▶ [About this exercise] Show every line in the records below that contains the word "vacía".

Given data Block Start

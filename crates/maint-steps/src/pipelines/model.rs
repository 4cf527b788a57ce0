//! Pipeline de modelo: partición, entrenamiento y evaluación.

use std::rc::Rc;

use maint_core::{
    create_step_map, Category, CoreError, DataModuleHandler, PipelineContext, StepCatalog,
    StepFactory,
};

use super::module_set;

pub struct ModelPipeline {
    ctx: Rc<PipelineContext>,
    handler: Rc<DataModuleHandler>,
    catalog: Rc<StepCatalog>,
}

impl ModelPipeline {
    pub fn new(
        ctx: Rc<PipelineContext>,
        handler: Rc<DataModuleHandler>,
        catalog: Rc<StepCatalog>,
    ) -> Self {
        Self { ctx, handler, catalog }
    }

    pub fn train(&self) -> Result<(), CoreError> {
        let modules = module_set(&self.handler, &["transformed-data", "x-train", "y-train"])?;
        let defs = self.catalog.get_step_defs(Category::Training, &modules)?;
        let factory = StepFactory::new(
            Rc::clone(&self.ctx),
            Rc::clone(&self.handler),
            create_step_map(defs),
        );
        let order = ["split-dataset", "train-model"];
        factory.run_pipeline(&order, &order)
    }

    pub fn evaluate(&self) -> Result<(), CoreError> {
        let modules = module_set(&self.handler, &["model", "x-test", "y-test"])?;
        let defs = self.catalog.get_step_defs(Category::Evaluation, &modules)?;
        let factory = StepFactory::new(
            Rc::clone(&self.ctx),
            Rc::clone(&self.handler),
            create_step_map(defs),
        );
        factory.run_pipeline(&["evaluate-model"], &["evaluate-model"])
    }
}
//! maint-steps: implementadores de steps, diccionarios estáticos,
//! productores de definiciones y pipelines por categoría del dominio de
//! mantenimiento predictivo.
//!
//! El núcleo (`maint-core`) no conoce ningún step concreto; todo el
//! conocimiento de dominio vive aquí y se conecta mediante el catálogo.

pub mod definitions;
pub mod dictionaries;
pub mod pipelines;
pub mod steps;

pub use definitions::{build_catalog, register_all};
pub use dictionaries::{module_map, raw_data_dictionary};
pub use pipelines::{DataPipeline, EdaPipeline, ModelPipeline, ValidationPipeline};
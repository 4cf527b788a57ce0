//! Tabla columnar ordenada.
//!
//! Representación neutra de datos tabulares: columnas con nombre en orden de
//! inserción y celdas anulables. Las operaciones aquí son las que exige la
//! cadena de transformaciones del diccionario de datos (rename, proyección,
//! reemplazo de centinelas) más utilidades de filtrado por filas.

use indexmap::IndexMap;
use serde::{Deserialize, Serialize};

/// Celda anulable. `Null` es el marcador único de valor ausente/ inválido.
#[derive(Debug, Clone, PartialEq, Serialize, Deserialize)]
pub enum Cell {
    Null,
    Int(i64),
    Float(f64),
    Str(String),
}

impl Cell {
    pub fn is_null(&self) -> bool {
        matches!(self, Cell::Null)
    }

    /// Valor numérico de la celda, si lo tiene. `Str` no se interpreta aquí
    /// (la coerción de dtypes es responsabilidad del diccionario).
    pub fn as_f64(&self) -> Option<f64> {
        match self {
            Cell::Int(i) => Some(*i as f64),
            Cell::Float(f) => Some(*f),
            _ => None,
        }
    }

    /// Representación textual estable (Null -> cadena vacía).
    pub fn to_display(&self) -> String {
        match self {
            Cell::Null => String::new(),
            Cell::Int(i) => i.to_string(),
            Cell::Float(f) => f.to_string(),
            Cell::Str(s) => s.clone(),
        }
    }
}

/// Tabla columna-mayor con orden de columnas preservado.
///
/// Invariante estructural: todas las columnas tienen la misma longitud. Los
/// constructores internos lo garantizan; `insert_column` lo asume del caller.
#[derive(Debug, Clone, PartialEq, Default, Serialize, Deserialize)]
pub struct Table {
    columns: IndexMap<String, Vec<Cell>>,
}

impl Table {
    pub fn new() -> Self {
        Self::default()
    }

    pub fn from_columns(columns: Vec<(String, Vec<Cell>)>) -> Self {
        let mut table = Table::new();
        for (name, values) in columns {
            table.insert_column(&name, values);
        }
        table
    }

    /// Inserta (o reemplaza) una columna. La longitud debe coincidir con las
    /// columnas existentes.
    pub fn insert_column(&mut self, name: &str, values: Vec<Cell>) {
        debug_assert!(
            self.columns.is_empty() || values.len() == self.n_rows(),
            "column `{}` length mismatch",
            name
        );
        self.columns.insert(name.to_string(), values);
    }

    pub fn n_rows(&self) -> usize {
        self.columns.first().map(|(_, v)| v.len()).unwrap_or(0)
    }

    pub fn n_cols(&self) -> usize {
        self.columns.len()
    }

    pub fn is_empty(&self) -> bool {
        self.n_rows() == 0 || self.n_cols() == 0
    }

    pub fn column_names(&self) -> Vec<&str> {
        self.columns.keys().map(|k| k.as_str()).collect()
    }

    pub fn has_column(&self, name: &str) -> bool {
        self.columns.contains_key(name)
    }

    pub fn column(&self, name: &str) -> Option<&[Cell]> {
        self.columns.get(name).map(|v| v.as_slice())
    }

    pub fn column_mut(&mut self, name: &str) -> Option<&mut Vec<Cell>> {
        self.columns.get_mut(name)
    }

    pub fn iter_columns(&self) -> impl Iterator<Item = (&str, &[Cell])> {
        self.columns.iter().map(|(k, v)| (k.as_str(), v.as_slice()))
    }

    /// Renombra columnas según el mapeo, preservando el orden original.
    /// Columnas fuera del mapeo conservan su nombre.
    pub fn rename_columns(&mut self, mapping: &IndexMap<String, String>) {
        if mapping.is_empty() {
            return;
        }
        let mut renamed = IndexMap::with_capacity(self.columns.len());
        for (name, values) in self.columns.drain(..) {
            let new_name = mapping.get(&name).cloned().unwrap_or(name);
            renamed.insert(new_name, values);
        }
        self.columns = renamed;
    }

    /// Proyección a la lista de columnas permitidas. Lista vacía = no-op.
    /// Claves ausentes en la tabla se omiten silenciosamente.
    pub fn select(&self, keep: &[String]) -> Table {
        if keep.is_empty() {
            return self.clone();
        }
        let mut out = Table::new();
        for name in keep {
            if let Some(values) = self.columns.get(name) {
                out.insert_column(name, values.clone());
            }
        }
        out
    }

    /// Reemplaza cada celda `Str` igual a un centinela por `Null`.
    pub fn replace_with_null(&mut self, sentinels: &[String]) {
        if sentinels.is_empty() {
            return;
        }
        for values in self.columns.values_mut() {
            for cell in values.iter_mut() {
                if let Cell::Str(s) = cell {
                    if sentinels.iter().any(|sentinel| sentinel == s) {
                        *cell = Cell::Null;
                    }
                }
            }
        }
    }

    /// Conserva sólo las filas con `true` en la máscara.
    pub fn retain_rows(&mut self, keep: &[bool]) {
        debug_assert_eq!(keep.len(), self.n_rows());
        for values in self.columns.values_mut() {
            let mut idx = 0;
            values.retain(|_| {
                let retained = keep.get(idx).copied().unwrap_or(false);
                idx += 1;
                retained
            });
        }
    }
}
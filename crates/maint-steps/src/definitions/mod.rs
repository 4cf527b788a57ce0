//! Productores de definiciones por categoría y armado del catálogo.
//!
//! Cada productor recibe el conjunto de módulos que el pipeline de la
//! categoría armó y devuelve las definiciones en orden de declaración. Un
//! handle sobre una clave ausente del conjunto sólo falla si el step que lo
//! declara llega a despacharse, así que un productor puede declarar steps
//! para más módulos de los que un pipeline concreto carga.

use indexmap::IndexMap;
use maint_core::{
    Category, CoreError, LazyLoad, ModuleSet, ResolvedArgs, StepArg, StepCatalog, StepDefinition,
    StepRegistry,
};
use serde_json::json;

use crate::steps::{
    DatasetSplitter, DistributionTransformer, FeatureBuilder, MetadataExplorer, ModelEvaluator,
    ModelTrainer, NameValidator, Preprocessor, SkewKurtosis,
};

fn take_string(args: &mut ResolvedArgs, name: &str) -> Result<String, CoreError> {
    args.take_json(name)?
        .as_str()
        .map(str::to_string)
        .ok_or_else(|| CoreError::ArgumentType {
            name: name.to_string(),
        })
}

pub fn validation_steps(modules: &ModuleSet) -> Result<Vec<StepDefinition>, CoreError> {
    let mut args = IndexMap::new();
    args.insert(
        "dataset".to_string(),
        StepArg::Lazy(LazyLoad::from_set(modules, "raw-data")),
    );
    Ok(vec![StepDefinition::new(
        "check-names",
        "NameValidator",
        args,
        &[],
        |ctx, mut args| {
            let mut expected = ctx.settings.params.sensor_cols.clone();
            expected.push(ctx.settings.params.target_col.clone());
            Ok(Box::new(NameValidator {
                table: args.take_table("dataset")?,
                expected,
            }))
        },
    )])
}

/// Exploración sobre el crudo y sobre el dataset transformado: mismos dos
/// steps, claves de salida distintas.
pub fn exploration_steps(modules: &ModuleSet) -> Result<Vec<StepDefinition>, CoreError> {
    let mut defs = Vec::new();
    for (step_prefix, data_key, meta_key, skew_key) in [
        (
            "raw",
            "raw-data",
            "raw-data-metadata",
            "raw-data-skew-kurt",
        ),
        (
            "transformed",
            "transformed-data",
            "transformed-data-metadata",
            "transformed-data-skew-kurt",
        ),
    ] {
        let mut meta_args = IndexMap::new();
        meta_args.insert(
            "dataset".to_string(),
            StepArg::Lazy(LazyLoad::from_set(modules, data_key)),
        );
        meta_args.insert("out_key".to_string(), StepArg::Value(json!(meta_key)));
        defs.push(StepDefinition::new(
            &format!("{}-metadata", step_prefix),
            "MetadataExplorer",
            meta_args,
            &[meta_key],
            |_ctx, mut args| {
                Ok(Box::new(MetadataExplorer {
                    table: args.take_table("dataset")?,
                    out_key: take_string(&mut args, "out_key")?,
                }))
            },
        ));

        let mut skew_args = IndexMap::new();
        skew_args.insert(
            "dataset".to_string(),
            StepArg::Lazy(LazyLoad::from_set(modules, data_key)),
        );
        skew_args.insert("out_key".to_string(), StepArg::Value(json!(skew_key)));
        defs.push(StepDefinition::new(
            &format!("{}-skew-kurt", step_prefix),
            "SkewKurtosis",
            skew_args,
            &[skew_key],
            |_ctx, mut args| {
                Ok(Box::new(SkewKurtosis {
                    table: args.take_table("dataset")?,
                    out_key: take_string(&mut args, "out_key")?,
                }))
            },
        ));
    }
    Ok(defs)
}

pub fn processing_steps(modules: &ModuleSet) -> Result<Vec<StepDefinition>, CoreError> {
    let mut defs = Vec::new();

    let mut args = IndexMap::new();
    args.insert(
        "dataset".to_string(),
        StepArg::Lazy(LazyLoad::from_set(modules, "raw-data")),
    );
    args.insert("out_key".to_string(), StepArg::Value(json!("processed-data")));
    defs.push(StepDefinition::new(
        "preprocess",
        "Preprocessor",
        args,
        &["processed-data"],
        |ctx, mut args| {
            Ok(Box::new(Preprocessor {
                table: args.take_table("dataset")?,
                target_col: ctx.settings.params.target_col.clone(),
                out_key: take_string(&mut args, "out_key")?,
            }))
        },
    ));

    let mut args = IndexMap::new();
    args.insert(
        "dataset".to_string(),
        StepArg::Lazy(LazyLoad::from_set(modules, "processed-data")),
    );
    args.insert("out_key".to_string(), StepArg::Value(json!("feature-eng")));
    defs.push(StepDefinition::new(
        "build-features",
        "FeatureBuilder",
        args,
        &["feature-eng"],
        |ctx, mut args| {
            Ok(Box::new(FeatureBuilder {
                table: args.take_table("dataset")?,
                sensor_cols: ctx.settings.params.sensor_cols.clone(),
                out_key: take_string(&mut args, "out_key")?,
            }))
        },
    ));

    let mut args = IndexMap::new();
    args.insert(
        "dataset".to_string(),
        StepArg::Lazy(LazyLoad::from_set(modules, "feature-eng")),
    );
    args.insert(
        "out_key".to_string(),
        StepArg::Value(json!("transformed-data")),
    );
    defs.push(StepDefinition::new(
        "transform-distributions",
        "DistributionTransformer",
        args,
        &["transformed-data"],
        |ctx, mut args| {
            Ok(Box::new(DistributionTransformer {
                table: args.take_table("dataset")?,
                target_col: ctx.settings.params.target_col.clone(),
                skew_threshold: ctx.settings.params.skew_threshold,
                out_key: take_string(&mut args, "out_key")?,
            }))
        },
    ));

    Ok(defs)
}

pub fn training_steps(modules: &ModuleSet) -> Result<Vec<StepDefinition>, CoreError> {
    let mut defs = Vec::new();

    let mut args = IndexMap::new();
    args.insert(
        "dataset".to_string(),
        StepArg::Lazy(LazyLoad::from_set(modules, "transformed-data")),
    );
    defs.push(StepDefinition::new(
        "split-dataset",
        "DatasetSplitter",
        args,
        &["x-train", "x-test", "y-train", "y-test"],
        |ctx, mut args| {
            Ok(Box::new(DatasetSplitter {
                table: args.take_table("dataset")?,
                target_col: ctx.settings.params.target_col.clone(),
                test_split_every: ctx.settings.params.test_split_every,
            }))
        },
    ));

    let mut args = IndexMap::new();
    args.insert(
        "x_train".to_string(),
        StepArg::Lazy(LazyLoad::from_set(modules, "x-train")),
    );
    args.insert(
        "y_train".to_string(),
        StepArg::Lazy(LazyLoad::from_set(modules, "y-train")),
    );
    defs.push(StepDefinition::new(
        "train-model",
        "ModelTrainer",
        args,
        &["model"],
        |ctx, mut args| {
            Ok(Box::new(ModelTrainer {
                x_train: args.take_table("x_train")?,
                y_train: args.take_table("y_train")?,
                learning_rate: ctx.settings.hyperparams.learning_rate,
                epochs: ctx.settings.hyperparams.epochs,
            }))
        },
    ));

    Ok(defs)
}

pub fn evaluation_steps(modules: &ModuleSet) -> Result<Vec<StepDefinition>, CoreError> {
    let mut args = IndexMap::new();
    args.insert(
        "model".to_string(),
        StepArg::Lazy(LazyLoad::from_set(modules, "model")),
    );
    args.insert(
        "x_test".to_string(),
        StepArg::Lazy(LazyLoad::from_set(modules, "x-test")),
    );
    args.insert(
        "y_test".to_string(),
        StepArg::Lazy(LazyLoad::from_set(modules, "y-test")),
    );
    Ok(vec![StepDefinition::new(
        "evaluate-model",
        "ModelEvaluator",
        args,
        &["eval-metrics", "y-test-pred"],
        |_ctx, mut args| {
            Ok(Box::new(ModelEvaluator {
                model: args.take_model("model")?,
                x_test: args.take_table("x_test")?,
                y_test: args.take_table("y_test")?,
            }))
        },
    )])
}

/// Catálogo completo: las cinco categorías con sus productores.
pub fn build_catalog() -> StepCatalog {
    let mut catalog = StepCatalog::new();
    catalog.register(Category::Validation, Box::new(validation_steps));
    catalog.register(Category::Exploration, Box::new(exploration_steps));
    catalog.register(Category::Processing, Box::new(processing_steps));
    catalog.register(Category::Training, Box::new(training_steps));
    catalog.register(Category::Evaluation, Box::new(evaluation_steps));
    catalog
}

/// Puebla el registro de metadatos con la misma información que declaran los
/// productores. Sólo introspección: el despacho nunca lo consulta.
pub fn register_all(registry: &mut StepRegistry) {
    registry.register(
        Category::Validation,
        "check-names",
        "NameValidator",
        IndexMap::from([("dataset".to_string(), "raw-data".to_string())]),
        &[],
    );

    for (step_prefix, data_key, meta_key, skew_key) in [
        ("raw", "raw-data", "raw-data-metadata", "raw-data-skew-kurt"),
        (
            "transformed",
            "transformed-data",
            "transformed-data-metadata",
            "transformed-data-skew-kurt",
        ),
    ] {
        registry.register(
            Category::Exploration,
            &format!("{}-metadata", step_prefix),
            "MetadataExplorer",
            IndexMap::from([("dataset".to_string(), data_key.to_string())]),
            &[meta_key],
        );
        registry.register(
            Category::Exploration,
            &format!("{}-skew-kurt", step_prefix),
            "SkewKurtosis",
            IndexMap::from([("dataset".to_string(), data_key.to_string())]),
            &[skew_key],
        );
    }

    registry.register(
        Category::Processing,
        "preprocess",
        "Preprocessor",
        IndexMap::from([("dataset".to_string(), "raw-data".to_string())]),
        &["processed-data"],
    );
    registry.register(
        Category::Processing,
        "build-features",
        "FeatureBuilder",
        IndexMap::from([("dataset".to_string(), "processed-data".to_string())]),
        &["feature-eng"],
    );
    registry.register(
        Category::Processing,
        "transform-distributions",
        "DistributionTransformer",
        IndexMap::from([("dataset".to_string(), "feature-eng".to_string())]),
        &["transformed-data"],
    );

    registry.register(
        Category::Training,
        "split-dataset",
        "DatasetSplitter",
        IndexMap::from([("dataset".to_string(), "transformed-data".to_string())]),
        &["x-train", "x-test", "y-train", "y-test"],
    );
    registry.register(
        Category::Training,
        "train-model",
        "ModelTrainer",
        IndexMap::from([
            ("x_train".to_string(), "x-train".to_string()),
            ("y_train".to_string(), "y-train".to_string()),
        ]),
        &["model"],
    );

    registry.register(
        Category::Evaluation,
        "evaluate-model",
        "ModelEvaluator",
        IndexMap::from([
            ("model".to_string(), "model".to_string()),
            ("x_test".to_string(), "x-test".to_string()),
            ("y_test".to_string(), "y-test".to_string()),
        ]),
        &["eval-metrics", "y-test-pred"],
    );
}
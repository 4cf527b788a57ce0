//! Registro introspectivo de metadatos de steps.
//!
//! Se puebla con llamadas explícitas durante una fase determinista de
//! arranque y nunca se consulta durante la ejecución: existe para auditoría
//! y depuración. El registro jamás falla; nombres duplicados dentro de una
//! categoría se permiten y se anotan con un warning (el mapa de despacho,
//! no el registro, es la autoridad de ejecución).

use indexmap::IndexMap;
use serde::Serialize;

use super::catalog::Category;

/// Instantánea de metadatos capturada al declarar un step.
#[derive(Debug, Clone, Serialize)]
pub struct StepRecord {
    pub category: Category,
    pub name: String,
    pub step_type: String,
    /// Parámetro -> clave de artifact (o descripción del literal).
    pub args: IndexMap<String, String>,
    pub outputs: Vec<String>,
    /// Índice 1-based en orden de declaración dentro de la categoría.
    pub position: usize,
}

#[derive(Debug, Default)]
pub struct StepRegistry {
    records: IndexMap<Category, Vec<StepRecord>>,
}

impl StepRegistry {
    pub fn new() -> Self {
        Self::default()
    }

    /// Anexa un registro de metadatos. Efecto puro de anotación: no envuelve
    /// ni modifica nada, y nunca falla.
    pub fn register(
        &mut self,
        category: Category,
        name: &str,
        step_type: &str,
        args: IndexMap<String, String>,
        outputs: &[&str],
    ) {
        let records = self.records.entry(category).or_default();
        if records.iter().any(|r| r.name == name) {
            log::warn!(
                "duplicate step `{}` registered in category `{}`",
                name,
                category
            );
        }
        let position = records.len() + 1;
        records.push(StepRecord {
            category,
            name: name.to_string(),
            step_type: step_type.to_string(),
            args,
            outputs: outputs.iter().map(|s| s.to_string()).collect(),
            position,
        });
    }

    /// Registros de una categoría en orden de declaración.
    pub fn list_category(&self, category: Category) -> &[StepRecord] {
        self.records.get(&category).map(|v| v.as_slice()).unwrap_or(&[])
    }

    /// Todos los registros, opcionalmente filtrados por categoría.
    pub fn list_all(&self, category: Option<Category>) -> Vec<&StepRecord> {
        match category {
            Some(cat) => self.list_category(cat).iter().collect(),
            None => self.records.values().flatten().collect(),
        }
    }
}
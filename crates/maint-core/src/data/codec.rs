//! Contrato del colaborador de persistencia de ficheros.
//!
//! El núcleo no conoce formatos concretos: lee y escribe `Payload`s a través
//! de esta interfaz, despachada por extensión en la implementación externa.
//! Extensiones no soportadas deben fallar con `CoreError::UnknownFormat`.

use std::path::Path;
use std::rc::Rc;

use crate::errors::CoreError;
use crate::model::Payload;

pub trait FileCodec: std::fmt::Debug {
    fn read(&self, path: &Path) -> Result<Payload, CoreError>;
    fn write(&self, payload: &Payload, path: &Path) -> Result<(), CoreError>;
}

/// Codec compartido entre el handler y sus módulos (ejecución monohilo).
pub type SharedCodec = Rc<dyn FileCodec>;
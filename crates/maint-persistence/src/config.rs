//! Carga de configuración de almacenamiento desde variables de entorno.
//! Usa convención `MAINT_DATA_DIR` para el directorio raíz de datos.

use std::env;
use std::path::PathBuf;

use dotenvy::dotenv;
use once_cell::sync::Lazy;

// Carga perezosa del archivo .env una sola vez.
static DOTENV_LOADED: Lazy<()> = Lazy::new(|| {
    let _ = dotenv(); // ignora error si no existe .env
});

#[derive(Debug, Clone)]
pub struct StorageConfig {
    pub data_dir: PathBuf,
}

impl StorageConfig {
    pub fn from_env() -> Self {
        // asegura que .env se haya cargado
        Lazy::force(&DOTENV_LOADED);
        let data_dir = env::var("MAINT_DATA_DIR")
            .map(PathBuf::from)
            .unwrap_or_else(|_| PathBuf::from("."));
        Self { data_dir }
    }
}

/// Forzar carga temprana de .env desde aplicaciones externas si se desea.
pub fn init_dotenv() {
    Lazy::force(&DOTENV_LOADED);
}
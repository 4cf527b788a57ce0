//! DataModuleHandler: fábrica, caché y persistencia por lotes de módulos.

use std::cell::RefCell;
use std::collections::HashMap;
use std::rc::Rc;

use indexmap::IndexMap;

use super::codec::SharedCodec;
use super::dictionary::DataDictionary;
use super::module::DataModule;
use crate::context::PipelineContext;
use crate::errors::CoreError;
use crate::model::Payload;

/// Punto único de creación de `DataModule`s.
///
/// Invariantes:
/// - `get_dm(key)` devuelve siempre LA MISMA instancia para la misma clave
///   (primera construcción gana).
/// - `load_dm` memoiza: la primera carga exitosa queda adherida al módulo y
///   se devuelve en llamadas posteriores sin releer el backing.
#[derive(Debug)]
pub struct DataModuleHandler {
    ctx: Rc<PipelineContext>,
    codec: SharedCodec,
    modules: RefCell<HashMap<String, Rc<DataModule>>>,
    module_map: IndexMap<String, DataDictionary>,
}

impl DataModuleHandler {
    pub fn new(
        ctx: Rc<PipelineContext>,
        codec: SharedCodec,
        module_map: IndexMap<String, DataDictionary>,
    ) -> Self {
        Self {
            ctx,
            codec,
            modules: RefCell::new(HashMap::new()),
            module_map,
        }
    }

    /// Devuelve el módulo cacheado para `path_key`, construyéndolo en la
    /// primera petición. Claves presentes en la configuración de rutas quedan
    /// respaldadas por fichero; el resto, por el slot de estado homónimo.
    pub fn get_dm(&self, path_key: &str) -> Result<Rc<DataModule>, CoreError> {
        let mut modules = self.modules.borrow_mut();
        if let Some(dm) = modules.get(path_key) {
            return Ok(Rc::clone(dm));
        }
        let dictionary = self.module_map.get(path_key).cloned();
        let dm = if let Some(path) = self.ctx.paths.get_path(path_key) {
            DataModule::new(
                Rc::clone(&self.ctx),
                Rc::clone(&self.codec),
                None,
                Some(path),
                dictionary,
            )?
        } else {
            DataModule::new(
                Rc::clone(&self.ctx),
                Rc::clone(&self.codec),
                Some(path_key.to_string()),
                None,
                dictionary,
            )?
        };
        let dm = Rc::new(dm);
        modules.insert(path_key.to_string(), Rc::clone(&dm));
        Ok(dm)
    }

    /// Carga memoizada: relee el backing sólo si el módulo nunca cargó.
    /// Un resultado ausente o vacío es un error de dataset vacío.
    pub fn load_dm(&self, dm: &Rc<DataModule>) -> Result<Payload, CoreError> {
        if let Some(cached) = dm.loaded.borrow().as_ref() {
            return Ok(cached.clone());
        }
        let data = dm
            .load()
            .map_err(|e| CoreError::LoadFailed {
                location: dm.location(),
                source: Box::new(e),
            })?
            .filter(|d| !d.is_empty())
            .ok_or_else(|| CoreError::EmptyArtifact {
                location: dm.location(),
            })?;
        *dm.loaded.borrow_mut() = Some(data.clone());
        Ok(data)
    }

    /// Persistencia por lotes: guarda CADA entrada del mapa, resolviendo el
    /// módulo de cada clave. Los fallos de tipo del codec se enriquecen con
    /// la clave ofensora.
    pub fn save_data(&self, batch: &IndexMap<String, Payload>) -> Result<(), CoreError> {
        for (key, data) in batch {
            let dm = self.get_dm(key)?;
            dm.save(data).map_err(|e| match e {
                CoreError::UnsupportedForExtension { kind, .. } => CoreError::UnsupportedPayload {
                    key: key.clone(),
                    kind,
                },
                other => other,
            })?;
        }
        Ok(())
    }
}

Given data Block End

▶ [Response]
    /// Representación textual estable (Null -> cadena vacía).
    /// Proyección a la lista de columnas permitidas. Lista vacía = no-op.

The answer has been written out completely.